Old habits of being possessed by a spirit intent on working every second possible, more like, but he really doesn't need to be reminding people that happened. Instead he can embrace the downtime and give her time to recover, so long as no rush from a new fight down here comes in.
"I have to admit I'm curious to know why you came to Darktown to ask your question rather than seek me out in the Gallows infirmary."
no subject
“When I thought of asking, this is where I was told you would be.” It is matter-of-fact. “With the possibility of alleviating any anguish hanging in the air, sitting and waiting for your return to the Gallows seemed akin to cruelty.”
She will be on her way back to Hightown as soon as she can trust her legs again. As soon as she does not give off the scent of a wounded creature easily picked from the herd.
no subject
"And there's no telling when I'd come up, as there could have been an emergency, of course."

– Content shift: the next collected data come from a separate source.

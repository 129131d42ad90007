//! Interface queue implementation

use std::cmp::Ordering as CmpOrdering;
use std::collections::BinaryHeap;
use std::sync::atomic::{AtomicBool, AtomicU64, Ordering};
use std::sync::{Arc, OnceLock, Weak};
use std::thread::{self, JoinHandle, Thread};

use dbn_core::{ConnectionContext, ConnectionId, DbnError, Platform, Result};
use parking_lot::{Condvar, Mutex};

use super::config::QueueConfig;
use super::counters::{InterfaceCounters, QueueStats};
use crate::consumer::InterfaceQueueConsumer;
use crate::{
    InterfaceTask, InterfaceTaskRequest, InterfaceTaskStatus, InterfaceThreadMonitor,
    ScheduledTask, TaskPriority,
};

/// Pending task with its position in the priority order
struct QueueEntry {
    priority: TaskPriority,
    sequence: u64,
    task: Arc<dyn ScheduledTask>,
}

impl PartialEq for QueueEntry {
    fn eq(&self, other: &Self) -> bool {
        self.cmp(other) == CmpOrdering::Equal
    }
}

impl Eq for QueueEntry {}

impl PartialOrd for QueueEntry {
    fn partial_cmp(&self, other: &Self) -> Option<CmpOrdering> {
        Some(self.cmp(other))
    }
}

impl Ord for QueueEntry {
    fn cmp(&self, other: &Self) -> CmpOrdering {
        // Higher priority first, then arrival order within a priority
        self.priority
            .cmp(&other.priority)
            .then_with(|| other.sequence.cmp(&self.sequence))
    }
}

/// State shared between the queue handle, its monitor thread and the workers
pub(crate) struct QueueShared {
    connection: Weak<dyn ConnectionContext>,
    connection_id: ConnectionId,
    connection_name: String,
    config: QueueConfig,
    platform: Arc<dyn Platform>,
    thread_monitor: Arc<InterfaceThreadMonitor>,
    consumer: InterfaceQueueConsumer,
    pending: Mutex<BinaryHeap<QueueEntry>>,
    available: Condvar,
    sequence: AtomicU64,
    counters: InterfaceCounters,
    disposed: AtomicBool,
    monitor_thread: OnceLock<Thread>,
}

impl QueueShared {
    pub(crate) fn connection_id(&self) -> ConnectionId {
        self.connection_id
    }

    pub(crate) fn connection_name(&self) -> &str {
        &self.connection_name
    }

    pub(crate) fn platform(&self) -> &dyn Platform {
        self.platform.as_ref()
    }

    pub(crate) fn thread_monitor(&self) -> &InterfaceThreadMonitor {
        &self.thread_monitor
    }

    fn max_active_tasks(&self) -> usize {
        match self.connection.upgrade() {
            Some(connection) if !connection.is_disposed() => connection.max_pool_size().max(1),
            _ => self.config.fallback_max_active_tasks(),
        }
    }

    fn is_disposed(&self) -> bool {
        self.disposed.load(Ordering::SeqCst)
    }

    fn unpark_monitor(&self) {
        if let Some(monitor) = self.monitor_thread.get() {
            monitor.unpark();
        }
    }

    fn push(&self, task: Arc<dyn ScheduledTask>) -> Result<()> {
        let mut pending = self.pending.lock();
        if self.is_disposed() {
            return Err(DbnError::Disposed(format!(
                "interface queue of connection '{}'",
                self.connection_name
            )));
        }
        task.change_status(InterfaceTaskStatus::Queued);
        pending.push(QueueEntry {
            priority: task.request().priority(),
            sequence: self.sequence.fetch_add(1, Ordering::SeqCst),
            task,
        });
        self.counters.task_queued();
        drop(pending);

        self.available.notify_one();
        Ok(())
    }

    /// Block until a task is available; `None` once the queue is disposed
    fn take(&self) -> Option<Arc<dyn ScheduledTask>> {
        let mut pending = self.pending.lock();
        loop {
            if self.is_disposed() {
                return None;
            }
            if let Some(entry) = pending.pop() {
                return Some(entry.task);
            }
            self.available.wait(&mut pending);
        }
    }

    fn monitor_loop(self: Arc<Self>) {
        let _ = self.monitor_thread.set(thread::current());
        tracing::debug!(connection = %self.connection_name, "interface queue monitor started");

        while !self.is_disposed() {
            while self.counters.running() >= self.max_active_tasks() && !self.is_disposed() {
                thread::park();
            }

            let Some(task) = self.take() else {
                break;
            };

            let running = self.counters.task_dequeued();
            let max_active = self.max_active_tasks();
            if running > max_active {
                tracing::warn!(
                    connection = %self.connection_name,
                    running,
                    max_active,
                    "interface queue running more tasks than allowed"
                );
            }

            task.change_status(InterfaceTaskStatus::Dequeued);
            self.consumer.accept(task.clone(), &self);
            task.change_status(InterfaceTaskStatus::Scheduled);
        }

        tracing::debug!(connection = %self.connection_name, "interface queue monitor stopped");
    }

    /// Run a dequeued task on the current worker thread
    pub(crate) fn execute_task(&self, task: Arc<dyn ScheduledTask>, progress: bool) {
        let _bracket = ExecutionBracket {
            queue: self,
            task: task.as_ref(),
            progress,
        };
        task.execute();
    }
}

/// Accounting that has to run however the task body ends
struct ExecutionBracket<'a> {
    queue: &'a QueueShared,
    task: &'a dyn ScheduledTask,
    progress: bool,
}

impl Drop for ExecutionBracket<'_> {
    fn drop(&mut self) {
        let running = self.queue.counters.task_finished();
        self.queue.thread_monitor.finish(self.progress);
        self.task.finish();
        if running < self.queue.max_active_tasks() {
            self.queue.unpark_monitor();
        }
    }
}

/// Priority queue of database work for one connection
pub struct InterfaceQueue {
    shared: Arc<QueueShared>,
    monitor: Mutex<Option<JoinHandle<()>>>,
}

impl InterfaceQueue {
    /// Create the queue of `connection` and start its monitor thread
    pub fn new(
        connection: &Arc<dyn ConnectionContext>,
        platform: Arc<dyn Platform>,
        thread_monitor: Arc<InterfaceThreadMonitor>,
        config: QueueConfig,
    ) -> Result<Self> {
        let consumer = InterfaceQueueConsumer::new(config.max_progress_tasks());
        let shared = Arc::new(QueueShared {
            connection: Arc::downgrade(connection),
            connection_id: connection.id(),
            connection_name: connection.name(),
            config,
            platform,
            thread_monitor,
            consumer,
            pending: Mutex::new(BinaryHeap::new()),
            available: Condvar::new(),
            sequence: AtomicU64::new(0),
            counters: InterfaceCounters::default(),
            disposed: AtomicBool::new(false),
            monitor_thread: OnceLock::new(),
        });

        let monitor = thread::Builder::new()
            .name(format!("DBN - Interface Queue ({})", shared.connection_name))
            .spawn({
                let shared = shared.clone();
                move || shared.monitor_loop()
            })?;

        tracing::info!(
            connection_id = %shared.connection_id,
            connection = %shared.connection_name,
            "interface queue created"
        );

        Ok(Self {
            shared,
            monitor: Mutex::new(Some(monitor)),
        })
    }

    /// Run `executor` through the queue and return its value.
    ///
    /// Blocks the calling thread until the task finishes, the caller's
    /// request is cancelled, or the configured timeout passes.
    pub fn schedule_and_return<R, F>(&self, request: InterfaceTaskRequest, executor: F) -> Result<R>
    where
        R: Send + 'static,
        F: FnOnce() -> Result<R> + Send + 'static,
    {
        let task = self.queue(request, true, executor)?;
        task.take_response().ok_or_else(|| {
            if task.status() == InterfaceTaskStatus::Cancelled || task.request().is_cancelled() {
                DbnError::Cancelled
            } else {
                DbnError::NoResponse(format!(
                    "operation '{}' returned without a result",
                    task.request().title()
                ))
            }
        })
    }

    /// Run `executor` through the queue, blocking until it finishes
    pub fn schedule_and_wait<F>(&self, request: InterfaceTaskRequest, executor: F) -> Result<()>
    where
        F: FnOnce() -> Result<()> + Send + 'static,
    {
        self.queue(request, true, executor).map(|_| ())
    }

    /// Enqueue `executor` without waiting; failures are only logged
    pub fn schedule_and_forget<F>(&self, request: InterfaceTaskRequest, executor: F) -> Result<()>
    where
        F: FnOnce() -> Result<()> + Send + 'static,
    {
        self.queue(request, false, executor).map(|_| ())
    }

    pub(super) fn queue<R, F>(
        &self,
        request: InterfaceTaskRequest,
        synchronous: bool,
        executor: F,
    ) -> Result<Arc<InterfaceTask<R>>>
    where
        R: Send + 'static,
        F: FnOnce() -> Result<R> + Send + 'static,
    {
        let task = Arc::new(InterfaceTask::new(request, synchronous, executor));
        tracing::trace!(
            title = %task.request().title(),
            priority = ?task.request().priority(),
            synchronous,
            "queueing interface task"
        );
        self.shared.push(task.clone())?;

        if !synchronous {
            return Ok(task);
        }

        let result = task
            .await_completion(&self.shared.config, self.shared.platform.as_ref())
            .and_then(|()| match task.status() {
                InterfaceTaskStatus::Cancelled => Err(DbnError::Cancelled),
                _ => Ok(()),
            });
        task.change_status(InterfaceTaskStatus::Released);
        result.map(|()| task)
    }

    /// Number of tasks waiting to be dequeued
    pub fn size(&self) -> usize {
        self.shared.pending.lock().len()
    }

    /// Current concurrency cap, read from the connection's pool size
    pub fn max_active_tasks(&self) -> usize {
        self.shared.max_active_tasks()
    }

    pub fn counters(&self) -> &InterfaceCounters {
        &self.shared.counters
    }

    pub fn stats(&self) -> QueueStats {
        self.shared.counters.snapshot(self.max_active_tasks())
    }

    pub fn connection_id(&self) -> ConnectionId {
        self.shared.connection_id
    }

    pub fn is_disposed(&self) -> bool {
        self.shared.is_disposed()
    }

    /// Cancel all pending tasks and stop the monitor thread.
    ///
    /// Tasks already handed to a worker keep running to completion.
    #[tracing::instrument(skip(self), fields(connection = %self.shared.connection_name))]
    pub fn dispose(&self) {
        let cancelled: Vec<QueueEntry> = {
            let mut pending = self.shared.pending.lock();
            if self.shared.disposed.swap(true, Ordering::SeqCst) {
                return;
            }
            pending.drain().collect()
        };
        self.shared.available.notify_all();

        for entry in &cancelled {
            entry.task.change_status(InterfaceTaskStatus::Cancelled);
        }
        self.shared.counters.reset_queued();
        self.shared.unpark_monitor();

        if let Some(monitor) = self.monitor.lock().take()
            && monitor.thread().id() != thread::current().id()
            && monitor.join().is_err()
        {
            tracing::error!("interface queue monitor panicked");
        }

        tracing::info!(cancelled = cancelled.len(), "interface queue disposed");
    }
}

impl Drop for InterfaceQueue {
    fn drop(&mut self) {
        self.dispose();
    }
}
//! Dynamic content configuration

use std::path::Path;

use dbn_core::Result;
use serde::{Deserialize, Serialize};

/// Settings shared by dynamic content instances
#[derive(Debug, Clone, PartialEq, Eq, Serialize, Deserialize)]
#[serde(default)]
pub struct ContentConfig {
    /// Dispose replaced elements on a worker thread instead of inline
    pub dispose_in_background: bool,
}

impl ContentConfig {
    pub fn with_dispose_in_background(mut self, enabled: bool) -> Self {
        self.dispose_in_background = enabled;
        self
    }

    pub fn from_toml_str(source: &str) -> Result<Self> {
        dbn_core::from_toml_str(source)
    }

    pub fn from_toml_file(path: impl AsRef<Path>) -> Result<Self> {
        dbn_core::from_toml_file(path)
    }
}

impl Default for ContentConfig {
    /// Defaults:
    /// - dispose_in_background: true
    fn default() -> Self {
        Self {
            dispose_in_background: true,
        }
    }
}

#[cfg(test)]
mod tests {
    use super::*;
    use std::io::Write;

    #[test]
    fn test_default_disposes_in_background() {
        assert!(ContentConfig::default().dispose_in_background);
    }

    #[test]
    fn test_partial_toml_keeps_defaults() {
        let config = ContentConfig::from_toml_str("").unwrap();
        assert_eq!(config, ContentConfig::default());

        let config = ContentConfig::from_toml_str("dispose_in_background = false").unwrap();
        assert!(!config.dispose_in_background);
    }

    #[test]
    fn test_from_toml_file() {
        let mut file = tempfile::NamedTempFile::new().unwrap();
        writeln!(file, "dispose_in_background = false").unwrap();

        let config = ContentConfig::from_toml_file(file.path()).unwrap();
        assert_eq!(config, ContentConfig::default().with_dispose_in_background(false));
    }
}
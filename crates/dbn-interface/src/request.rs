//! Descriptors of scheduled database work

use dbn_core::{ConnectionId, SchemaId};
use serde::{Deserialize, Serialize};
use tokio_util::sync::CancellationToken;

/// Priority of an interface task; higher priorities dequeue first
#[derive(Debug, Clone, Copy, PartialEq, Eq, PartialOrd, Ord, Hash, Default, Serialize, Deserialize)]
#[serde(rename_all = "snake_case")]
pub enum TaskPriority {
    Lowest,
    Low,
    #[default]
    Medium,
    High,
    Highest,
}

/// What to run, for whom, and how urgently
///
/// Requests are immutable once built. An empty title means the task never
/// gets a visible progress indicator.
#[derive(Debug, Clone)]
pub struct InterfaceTaskRequest {
    title: String,
    text: String,
    priority: TaskPriority,
    connection_id: ConnectionId,
    schema_id: Option<SchemaId>,
    cancellation: Option<CancellationToken>,
}

impl InterfaceTaskRequest {
    pub fn new(
        title: impl Into<String>,
        text: impl Into<String>,
        priority: TaskPriority,
        connection_id: ConnectionId,
    ) -> Self {
        Self {
            title: title.into(),
            text: text.into(),
            priority,
            connection_id,
            schema_id: None,
            cancellation: None,
        }
    }

    /// A request that never shows progress
    pub fn silent(priority: TaskPriority, connection_id: ConnectionId) -> Self {
        Self::new("", "", priority, connection_id)
    }

    /// Attach the schema the work runs against
    pub fn with_schema(mut self, schema_id: SchemaId) -> Self {
        self.schema_id = Some(schema_id);
        self
    }

    /// Attach the cancellation signal of the surrounding operation
    pub fn with_cancellation(mut self, token: CancellationToken) -> Self {
        self.cancellation = Some(token);
        self
    }

    pub fn title(&self) -> &str {
        &self.title
    }

    pub fn text(&self) -> &str {
        &self.text
    }

    pub fn priority(&self) -> TaskPriority {
        self.priority
    }

    pub fn connection_id(&self) -> ConnectionId {
        self.connection_id
    }

    pub fn schema_id(&self) -> Option<&SchemaId> {
        self.schema_id.as_ref()
    }

    /// Whether the task asks for a visible progress indicator
    pub fn has_progress(&self) -> bool {
        !self.title.is_empty()
    }

    /// Whether the surrounding operation has been cancelled
    pub fn is_cancelled(&self) -> bool {
        self.cancellation
            .as_ref()
            .is_some_and(CancellationToken::is_cancelled)
    }
}
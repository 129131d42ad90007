//! Identifier types shared across the DBN crates

use serde::{Deserialize, Serialize};
use std::fmt;
use uuid::Uuid;

/// Unique identifier of a database connection
#[derive(Debug, Clone, Copy, PartialEq, Eq, Hash, PartialOrd, Ord, Serialize, Deserialize)]
#[serde(transparent)]
pub struct ConnectionId(Uuid);

impl ConnectionId {
    /// Generate a fresh random connection id
    pub fn new() -> Self {
        Self(Uuid::new_v4())
    }

    /// Wrap an existing uuid
    pub fn from_uuid(id: Uuid) -> Self {
        Self(id)
    }

    pub fn as_uuid(&self) -> Uuid {
        self.0
    }
}

impl Default for ConnectionId {
    fn default() -> Self {
        Self::new()
    }
}

impl fmt::Display for ConnectionId {
    fn fmt(&self, f: &mut fmt::Formatter<'_>) -> fmt::Result {
        write!(f, "{}", self.0)
    }
}

/// Identifier of a schema within a connection
#[derive(Debug, Clone, PartialEq, Eq, Hash, Serialize, Deserialize)]
#[serde(transparent)]
pub struct SchemaId(String);

impl SchemaId {
    pub fn new(name: impl Into<String>) -> Self {
        Self(name.into())
    }

    pub fn name(&self) -> &str {
        &self.0
    }
}

impl fmt::Display for SchemaId {
    fn fmt(&self, f: &mut fmt::Formatter<'_>) -> fmt::Result {
        f.write_str(&self.0)
    }
}
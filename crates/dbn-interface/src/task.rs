//! Interface tasks and the caller-side wait protocol
//!
//! A task is created on the calling thread, executed on a worker picked by
//! the consumer, and, for synchronous requests, waited for by the caller.
//! The caller parks in bounded intervals and is unparked by the worker when
//! the task reaches a terminal status; every wake re-checks cancellation,
//! thread validity and the overall timeout.

use std::panic::{self, AssertUnwindSafe};
use std::sync::OnceLock;
use std::thread::{self, Thread};
use std::time::Instant;

use chrono::{DateTime, Utc};
use dbn_core::{DbnError, Platform, Result, StatusHolder, ThreadKind};
use parking_lot::Mutex;

use crate::queue::QueueConfig;
use crate::{InterfaceTaskRequest, InterfaceTaskStatus};

type Executor<R> = Box<dyn FnOnce() -> Result<R> + Send + 'static>;

/// Where a task came from and whether someone waits for it
#[derive(Debug, Clone)]
pub struct TaskSource {
    synchronous: bool,
    caller: Thread,
    created: Instant,
    created_at: DateTime<Utc>,
}

impl TaskSource {
    /// Capture the calling thread
    pub fn current(synchronous: bool) -> Self {
        Self {
            synchronous,
            caller: thread::current(),
            created: Instant::now(),
            created_at: Utc::now(),
        }
    }

    pub fn is_synchronous(&self) -> bool {
        self.synchronous
    }

    pub fn caller(&self) -> &Thread {
        &self.caller
    }

    /// Monotonic creation instant, used for timeout detection
    pub fn created(&self) -> Instant {
        self.created
    }

    /// Wall-clock creation time, for diagnostics
    pub fn created_at(&self) -> DateTime<Utc> {
        self.created_at
    }
}

/// Type-erased view of a task, as held by the queue
pub trait ScheduledTask: Send + Sync {
    fn request(&self) -> &InterfaceTaskRequest;

    fn status(&self) -> InterfaceTaskStatus;

    /// Apply a status transition; returns false if it was rejected.
    fn change_status(&self, status: InterfaceTaskStatus) -> bool;

    /// Run the wrapped operation on the current thread, capturing its
    /// outcome. Never panics and never returns the error.
    fn execute(&self);

    /// Mark the task finished and wake the waiting caller
    fn finish(&self) {
        self.change_status(InterfaceTaskStatus::Finished);
    }
}

/// A unit of scheduled database work producing `R`
pub struct InterfaceTask<R> {
    request: InterfaceTaskRequest,
    executor: Mutex<Option<Executor<R>>>,
    status: StatusHolder<InterfaceTaskStatus>,
    response: Mutex<Option<R>>,
    error: Mutex<Option<DbnError>>,
    source: TaskSource,
    started: OnceLock<Instant>,
    scheduled: OnceLock<Instant>,
}

impl<R: Send + 'static> InterfaceTask<R> {
    pub fn new<F>(request: InterfaceTaskRequest, synchronous: bool, executor: F) -> Self
    where
        F: FnOnce() -> Result<R> + Send + 'static,
    {
        Self {
            request,
            executor: Mutex::new(Some(Box::new(executor))),
            status: StatusHolder::new(InterfaceTaskStatus::New),
            response: Mutex::new(None),
            error: Mutex::new(None),
            source: TaskSource::current(synchronous),
            started: OnceLock::new(),
            scheduled: OnceLock::new(),
        }
    }

    pub fn source(&self) -> &TaskSource {
        &self.source
    }

    /// Every status this task held before the current one
    pub fn status_history(&self) -> Vec<InterfaceTaskStatus> {
        self.status.history()
    }

    /// When a worker started executing the task
    pub fn started_at(&self) -> Option<Instant> {
        self.started.get().copied()
    }

    /// When the monitor thread finished handing the task over
    pub fn scheduled_at(&self) -> Option<Instant> {
        self.scheduled.get().copied()
    }

    /// Take the produced value, if any
    pub fn take_response(&self) -> Option<R> {
        self.response.lock().take()
    }

    pub fn has_error(&self) -> bool {
        self.error.lock().is_some()
    }

    fn capture_error(&self, error: DbnError) {
        if self.source.synchronous {
            tracing::debug!(title = %self.request.title(), error = %error, "interface task failed");
        } else {
            tracing::warn!(
                title = %self.request.title(),
                connection_id = %self.request.connection_id(),
                error = %error,
                "background interface task failed"
            );
        }
        let mut slot = self.error.lock();
        if slot.is_none() {
            *slot = Some(error);
        }
    }

    /// Block the calling thread until the task reaches a terminal status.
    ///
    /// Returns the captured error, if any. Returns `Ok(())` without waiting
    /// when called from a thread that must never block, and stops waiting
    /// when the request is cancelled or `config.task_timeout()` has passed
    /// since the task was created.
    pub fn await_completion(&self, config: &QueueConfig, platform: &dyn Platform) -> Result<()> {
        let timeout = config.task_timeout();
        loop {
            if self.status.get().is_terminal() {
                break;
            }

            let thread = ThreadKind::current();
            if thread.forbids_blocking() {
                tracing::error!(
                    title = %self.request.title(),
                    thread = ?thread,
                    "synchronous interface task invoked from illegal thread, not waiting"
                );
                break;
            }

            if self.request.is_cancelled() {
                tracing::debug!(title = %self.request.title(), "caller cancelled, not waiting");
                break;
            }

            let elapsed = self.source.created.elapsed();
            if elapsed >= timeout {
                tracing::warn!(
                    title = %self.request.title(),
                    timeout_ms = timeout.as_millis() as u64,
                    "interface task timed out"
                );
                self.capture_error(DbnError::Timeout(format!(
                    "operation '{}' did not complete within {:?}",
                    self.request.title(),
                    timeout
                )));
                break;
            }

            let interval = if platform.is_modal_active() {
                config.modal_wait_interval()
            } else {
                config.caller_wait_interval()
            };
            thread::park_timeout(interval.min(timeout - elapsed));
        }

        match self.error.lock().take() {
            Some(error) => Err(error),
            None => Ok(()),
        }
    }
}

impl<R: Send + 'static> ScheduledTask for InterfaceTask<R> {
    fn request(&self) -> &InterfaceTaskRequest {
        &self.request
    }

    fn status(&self) -> InterfaceTaskStatus {
        self.status.get()
    }

    fn change_status(&self, status: InterfaceTaskStatus) -> bool {
        match status {
            InterfaceTaskStatus::Started => {
                let _ = self.started.set(Instant::now());
            }
            InterfaceTaskStatus::Scheduled => {
                let _ = self.scheduled.set(Instant::now());
            }
            _ => {}
        }

        let changed = self.status.change(status);
        if changed {
            tracing::trace!(title = %self.request.title(), status = ?status, "task status changed");
            if status.is_terminal() && self.source.synchronous {
                self.source.caller.unpark();
            }
        }
        changed
    }

    fn execute(&self) {
        self.change_status(InterfaceTaskStatus::Started);

        let Some(executor) = self.executor.lock().take() else {
            return;
        };

        match panic::catch_unwind(AssertUnwindSafe(executor)) {
            Ok(Ok(response)) => *self.response.lock() = Some(response),
            Ok(Err(error)) => self.capture_error(error),
            Err(payload) => self.capture_error(DbnError::from_panic(payload)),
        }
    }
}
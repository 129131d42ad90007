//! Change notifications

use std::sync::Arc;

/// Observes element list replacements and refreshes of a dynamic content
pub trait ContentChangeListener<T>: Send + Sync {
    /// `elements` is the complete, unfiltered new list
    fn elements_changed(&self, content: &str, signature: u8, elements: &[Arc<T>]);
}
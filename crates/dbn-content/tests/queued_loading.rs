//! Content loaded through a connection's interface queue

use std::sync::Arc;
use std::sync::atomic::{AtomicUsize, Ordering};
use std::thread;
use std::time::Duration;

use dbn_content::{
    BasicDependencyAdapter, ContentElement, DynamicContent, QueuedContentLoader,
};
use dbn_core::{
    ConnectionContext, ConnectionHandle, ConnectionSettings, DbnError, Platform, SchemaId,
    TokioPlatform,
};
use dbn_interface::{InterfaceQueue, InterfaceThreadMonitor, QueueConfig, TaskPriority};
use pretty_assertions::assert_eq;

#[derive(Debug)]
struct Table {
    name: String,
}

impl ContentElement for Table {
    fn name(&self) -> &str {
        &self.name
    }
}

struct Setup {
    handle: Arc<ConnectionHandle>,
    connection: Arc<dyn ConnectionContext>,
    platform: Arc<dyn Platform>,
    queue: Arc<InterfaceQueue>,
}

fn setup() -> Setup {
    dbn_core::logging::init_for_tests();

    let handle = Arc::new(ConnectionHandle::new(
        ConnectionSettings::new("HR").with_max_pool_size(2),
    ));
    let connection: Arc<dyn ConnectionContext> = handle.clone();
    let platform: Arc<dyn Platform> = Arc::new(TokioPlatform::with_max_workers(8).unwrap());
    let queue = Arc::new(
        InterfaceQueue::new(
            &connection,
            platform.clone(),
            Arc::new(InterfaceThreadMonitor::new()),
            QueueConfig::default(),
        )
        .unwrap(),
    );
    Setup {
        handle,
        connection,
        platform,
        queue,
    }
}

fn tables(
    setup: &Setup,
    fetches: Arc<AtomicUsize>,
    fetch: fn() -> dbn_core::Result<Vec<Table>>,
) -> Arc<DynamicContent<Table>> {
    let loader = QueuedContentLoader::new(setup.queue.clone(), "Loading tables", move || {
        fetches.fetch_add(1, Ordering::SeqCst);
        thread::sleep(Duration::from_millis(20));
        fetch()
    })
    .with_priority(TaskPriority::High)
    .with_schema(SchemaId::new("HR"));

    DynamicContent::<Table>::builder("tables", Arc::new(loader), setup.platform.clone())
        .dependency(Arc::new(BasicDependencyAdapter::new(&setup.connection)))
        .master()
        .build()
}

fn hr_tables() -> dbn_core::Result<Vec<Table>> {
    Ok(["EMPLOYEES", "DEPARTMENTS", "JOBS"]
        .into_iter()
        .map(|name| Table {
            name: name.to_string(),
        })
        .collect())
}

#[test]
fn test_tables_load_once_through_queue() {
    let setup = setup();
    let fetches = Arc::new(AtomicUsize::new(0));
    let content = tables(&setup, fetches.clone(), hr_tables);

    let callers: Vec<_> = (0..8)
        .map(|_| {
            let content = content.clone();
            thread::spawn(move || content.get_elements())
        })
        .collect();
    let results: Vec<_> = callers
        .into_iter()
        .map(|caller| caller.join().unwrap())
        .collect();

    assert_eq!(fetches.load(Ordering::SeqCst), 1);
    assert!(results.iter().all(|elements| Arc::ptr_eq(elements, &results[0])));
    let names: Vec<_> = results[0].iter().map(|table| table.name.as_str()).collect();
    assert_eq!(names, vec!["DEPARTMENTS", "EMPLOYEES", "JOBS"]);
    assert_eq!(setup.queue.counters().finished(), 1);
}

#[test]
fn test_connectivity_error_from_queue_leaves_content_dirty() {
    let setup = setup();
    let fetches = Arc::new(AtomicUsize::new(0));
    let content = tables(&setup, fetches.clone(), || {
        Err(DbnError::Connection("ORA-03113: end-of-file on communication channel".into()))
    });

    assert!(content.get_elements().is_empty());
    assert!(content.is_dirty());
    assert!(!content.is_loaded());
    assert_eq!(fetches.load(Ordering::SeqCst), 1);
}

#[test]
fn test_disposed_connection_stops_loading() {
    let setup = setup();
    let fetches = Arc::new(AtomicUsize::new(0));
    let content = tables(&setup, fetches.clone(), hr_tables);
    content.load().unwrap();

    setup.handle.dispose();
    content.mark_dirty();
    content.reload().unwrap();

    assert_eq!(fetches.load(Ordering::SeqCst), 1);
    assert_eq!(content.len(), 3);
    assert!(content.is_dirty());
}
//! Disposal of replaced elements

use std::sync::Arc;

use dbn_core::Platform;

use crate::ContentElement;

/// Disposes elements either inline or on a platform worker
#[derive(Clone)]
pub struct BackgroundDisposer {
    platform: Arc<dyn Platform>,
}

impl BackgroundDisposer {
    pub fn new(platform: Arc<dyn Platform>) -> Self {
        Self { platform }
    }

    pub fn dispose<T: ContentElement>(&self, content: &str, elements: Vec<Arc<T>>, background: bool) {
        if elements.is_empty() {
            return;
        }

        tracing::trace!(content, count = elements.len(), background, "disposing elements");
        let job = move || elements.iter().for_each(|element| element.dispose());
        if background {
            self.platform
                .run_in_background(&format!("Disposing {content}"), Box::new(job));
        } else {
            job();
        }
    }
}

He looks around. There aren't any patients left, the classes have wrapped, and what isn't done he can done during lunch tomorrow if he brings food down. Anders shrugs and washes his hands in the basin.
"Would you like company on the way back up, when you're ready?"
no subject
She is so very unused to being alone.
The basin, no longer in danger of being used, is set aside, and her focus redirected to retaking control of her body with the subtle—but certainly noticeable to a healer—series of exercises she had been taught long ago. Breathing, heartbeat, tense and release of musculature, shift of posture to something uncurled and straight again. She will take up the tea again after, with a long exhale, and sip at it further.
“I shall be ready in a moment, I think.”